As I researched different commentaries on Acts chapter 7, I found this comforting theme woven throughout: God was with them.

Stephen's speech to the Sanhedrin, an assembly of 23 to 71 men representing each city in the land of Israel, was a result of charges which were brought against him by this very group. The charges implied that Stephen had spoken blasphemous words against Moses, that he had spoken against the law, and that he had suggested a change in Jewish customs. The Sanhedrin was up in arms that Stephen had suggested that God had never confined himself to one place, such as the temple; and that he had suggested the Jewish people had a habit of rejecting people God sends to them (ie: certain carpenters).
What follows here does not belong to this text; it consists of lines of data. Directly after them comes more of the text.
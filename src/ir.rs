use serde::{Deserialize, Deserializer, Serialize, Serializer};

#[derive(Debug, Clone, Copy, PartialEq, Eq, Default, Serialize, Deserialize)]
#[serde(rename_all = "lowercase", from = "String")]
pub enum Border {
    #[default]
    Single,
    Double,
    Bold,
    Rounded,
    Dashed,
}

impl Border {
    pub fn from_name(name: &str) -> Option<Self> {
        match name {
            "single" => Some(Self::Single),
            "double" => Some(Self::Double),
            "bold" => Some(Self::Bold),
            "rounded" => Some(Self::Rounded),
            "dashed" => Some(Self::Dashed),
            _ => None,
        }
    }
}

impl From<String> for Border {
    fn from(value: String) -> Self {
        Self::from_name(&value).unwrap_or_default()
    }
}

#[derive(Debug, Clone, Copy, PartialEq, Eq, Default, Serialize, Deserialize)]
#[serde(rename_all = "lowercase", from = "String")]
pub enum ChildDirection {
    #[default]
    Horizontal,
    Vertical,
}

impl ChildDirection {
    pub fn from_name(name: &str) -> Option<Self> {
        match name {
            "horizontal" => Some(Self::Horizontal),
            "vertical" => Some(Self::Vertical),
            _ => None,
        }
    }
}

impl From<String> for ChildDirection {
    fn from(value: String) -> Self {
        Self::from_name(&value).unwrap_or_default()
    }
}

#[derive(Debug, Clone, Copy, PartialEq, Eq, Serialize, Deserialize)]
#[serde(rename_all = "lowercase", from = "String")]
pub enum Side {
    Left,
    Right,
    Top,
    Bottom,
}

impl Side {
    pub fn from_name(name: &str) -> Option<Self> {
        match name {
            "left" => Some(Self::Left),
            "right" => Some(Self::Right),
            "top" => Some(Self::Top),
            "bottom" => Some(Self::Bottom),
            _ => None,
        }
    }

    pub fn is_vertical(self) -> bool {
        matches!(self, Self::Top | Self::Bottom)
    }
}

/// Unknown side names behave like `left`.
impl From<String> for Side {
    fn from(value: String) -> Self {
        Self::from_name(&value).unwrap_or(Self::Left)
    }
}

#[derive(Debug, Clone, PartialEq, Eq, Serialize, Deserialize)]
#[serde(rename_all = "camelCase")]
pub struct Connection {
    pub from: String,
    pub to: String,
    #[serde(default, skip_serializing_if = "Option::is_none")]
    pub label: Option<String>,
    #[serde(default, skip_serializing_if = "Option::is_none")]
    pub from_side: Option<Side>,
    #[serde(default, skip_serializing_if = "Option::is_none")]
    pub to_side: Option<Side>,
}

impl Connection {
    pub fn new(from: impl Into<String>, to: impl Into<String>) -> Self {
        Self {
            from: from.into(),
            to: to.into(),
            label: None,
            from_side: None,
            to_side: None,
        }
    }

    pub fn with_label(mut self, label: impl Into<String>) -> Self {
        self.label = Some(label.into());
        self
    }

    pub fn with_sides(mut self, from_side: Side, to_side: Side) -> Self {
        self.from_side = Some(from_side);
        self.to_side = Some(to_side);
        self
    }

    pub fn label_len(&self) -> usize {
        self.label
            .as_deref()
            .map(|label| label.chars().count())
            .unwrap_or(0)
    }
}

/// What a box holds: nothing, text, or nested boxes.
#[derive(Debug, Clone, PartialEq, Eq, Default)]
pub enum Content {
    #[default]
    Empty,
    Text(String),
    Lines(Vec<String>),
    Boxes(Vec<DiagramNode>),
}

impl Content {
    pub fn is_empty(&self) -> bool {
        matches!(self, Self::Empty)
    }
}

impl Serialize for Content {
    fn serialize<S: Serializer>(&self, serializer: S) -> Result<S::Ok, S::Error> {
        match self {
            Self::Empty => serializer.serialize_none(),
            Self::Text(text) => serializer.serialize_str(text),
            Self::Lines(lines) => lines.serialize(serializer),
            Self::Boxes(boxes) => boxes.serialize(serializer),
        }
    }
}

#[derive(Deserialize)]
#[serde(untagged)]
enum RawContent {
    Text(String),
    List(Vec<RawItem>),
}

#[derive(Deserialize)]
#[serde(untagged)]
enum RawItem {
    Node(Box<DiagramNode>),
    Text(String),
}

impl<'de> Deserialize<'de> for Content {
    fn deserialize<D: Deserializer<'de>>(deserializer: D) -> Result<Self, D::Error> {
        let raw = Option::<RawContent>::deserialize(deserializer)?;
        Ok(match raw {
            None => Self::Empty,
            Some(RawContent::Text(text)) => Self::Text(text),
            Some(RawContent::List(items)) => {
                if items.iter().any(|item| matches!(item, RawItem::Node(_))) {
                    Self::Boxes(
                        items
                            .into_iter()
                            .map(|item| match item {
                                RawItem::Node(node) => *node,
                                RawItem::Text(text) => DiagramNode::leaf(None, text),
                            })
                            .collect(),
                    )
                } else {
                    Self::Lines(
                        items
                            .into_iter()
                            .filter_map(|item| match item {
                                RawItem::Text(text) => Some(text),
                                RawItem::Node(_) => None,
                            })
                            .collect(),
                    )
                }
            }
        })
    }
}

fn is_false(value: &bool) -> bool {
    !*value
}

fn is_default<T: Default + PartialEq>(value: &T) -> bool {
    *value == T::default()
}

/// One box of the diagram; the root node is the diagram itself.
#[derive(Debug, Clone, PartialEq, Eq, Default, Serialize, Deserialize)]
#[serde(rename_all = "camelCase")]
pub struct DiagramNode {
    #[serde(default, skip_serializing_if = "Option::is_none")]
    pub id: Option<String>,
    #[serde(
        rename = "children",
        alias = "content",
        default,
        skip_serializing_if = "Content::is_empty"
    )]
    pub content: Content,
    #[serde(default, skip_serializing_if = "is_default")]
    pub border: Border,
    #[serde(default, skip_serializing_if = "Option::is_none")]
    pub title: Option<String>,
    #[serde(default, skip_serializing_if = "is_false")]
    pub shadow: bool,
    #[serde(default, skip_serializing_if = "is_false")]
    pub disabled: bool,
    #[serde(default, skip_serializing_if = "is_default")]
    pub child_direction: ChildDirection,
    #[serde(default, skip_serializing_if = "Option::is_none")]
    pub x: Option<i32>,
    #[serde(default, skip_serializing_if = "Option::is_none")]
    pub y: Option<i32>,
    #[serde(default, skip_serializing_if = "Option::is_none")]
    pub width: Option<i32>,
    #[serde(default, skip_serializing_if = "Option::is_none")]
    pub height: Option<i32>,
    #[serde(default, skip_serializing_if = "Vec::is_empty")]
    pub connections: Vec<Connection>,
}

impl DiagramNode {
    pub fn new() -> Self {
        Self::default()
    }

    pub fn leaf(id: Option<&str>, text: impl Into<String>) -> Self {
        Self {
            id: id.map(str::to_string),
            content: Content::Text(text.into()),
            ..Self::default()
        }
    }

    pub fn container(id: Option<&str>, children: Vec<DiagramNode>) -> Self {
        Self {
            id: id.map(str::to_string),
            content: Content::Boxes(children),
            ..Self::default()
        }
    }

    pub fn with_geometry(mut self, x: i32, y: i32, width: i32, height: i32) -> Self {
        self.x = Some(x);
        self.y = Some(y);
        self.width = Some(width);
        self.height = Some(height);
        self
    }

    pub fn with_connection(mut self, connection: Connection) -> Self {
        self.connections.push(connection);
        self
    }

    pub fn is_container(&self) -> bool {
        matches!(&self.content, Content::Boxes(children) if !children.is_empty())
    }

    pub fn children(&self) -> &[DiagramNode] {
        match &self.content {
            Content::Boxes(children) => children,
            _ => &[],
        }
    }

    pub fn text_lines(&self) -> Vec<&str> {
        match &self.content {
            Content::Text(text) => vec![text.as_str()],
            Content::Lines(lines) => lines.iter().map(String::as_str).collect(),
            _ => Vec::new(),
        }
    }

    pub fn has_id(&self, id: &str) -> bool {
        self.id.as_deref() == Some(id)
    }

    /// True when this box has x, y, width and height.
    pub fn has_geometry(&self) -> bool {
        self.x.is_some() && self.y.is_some() && self.width.is_some() && self.height.is_some()
    }

    /// True when this box and every descendant have full geometry.
    pub fn is_fully_placed(&self) -> bool {
        self.has_geometry() && self.children().iter().all(DiagramNode::is_fully_placed)
    }

    /// Connection lists of this box and every descendant, in pre-order.
    pub fn connection_scopes(&self) -> Vec<&[Connection]> {
        let mut scopes = vec![self.connections.as_slice()];
        for child in self.children() {
            scopes.extend(child.connection_scopes());
        }
        scopes
    }

    pub fn contains_id(&self, id: &str) -> bool {
        self.has_id(id) || self.children().iter().any(|child| child.contains_id(id))
    }

    /// Extra columns / rows taken by the drop shadow.
    pub fn shadow_extent(&self) -> (i32, i32) {
        if self.shadow { (2, 1) } else { (0, 0) }
    }

    pub fn title_len(&self) -> usize {
        self.title
            .as_deref()
            .map(|title| title.chars().count())
            .unwrap_or(0)
    }
}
It has been suggested that this testimony in Acts 7 is not really a defense coming from Stephen. Rather than defending himself, Stephen wanted to proclaim the truth about Jesus in a way people could understand. In Stephen's answer to the High Priest's question, "are these charges true?", he outlined the history of Israel; and throughout the years, in the good and the bad, God was always with them:

-God was with them even though for hundreds of years, Abraham's people were enslaved and mistreated.

-God was with Moses, throughout his 40 years in Midian, before he even appeared to Moses in the burning bush and told him "take off your sandals, for the place where you are standing is holy ground."

-God was with Stephen when he was stoned after suggesting to the Sanhedrin that they were rejecting Jesus and the work of the Holy Spirit.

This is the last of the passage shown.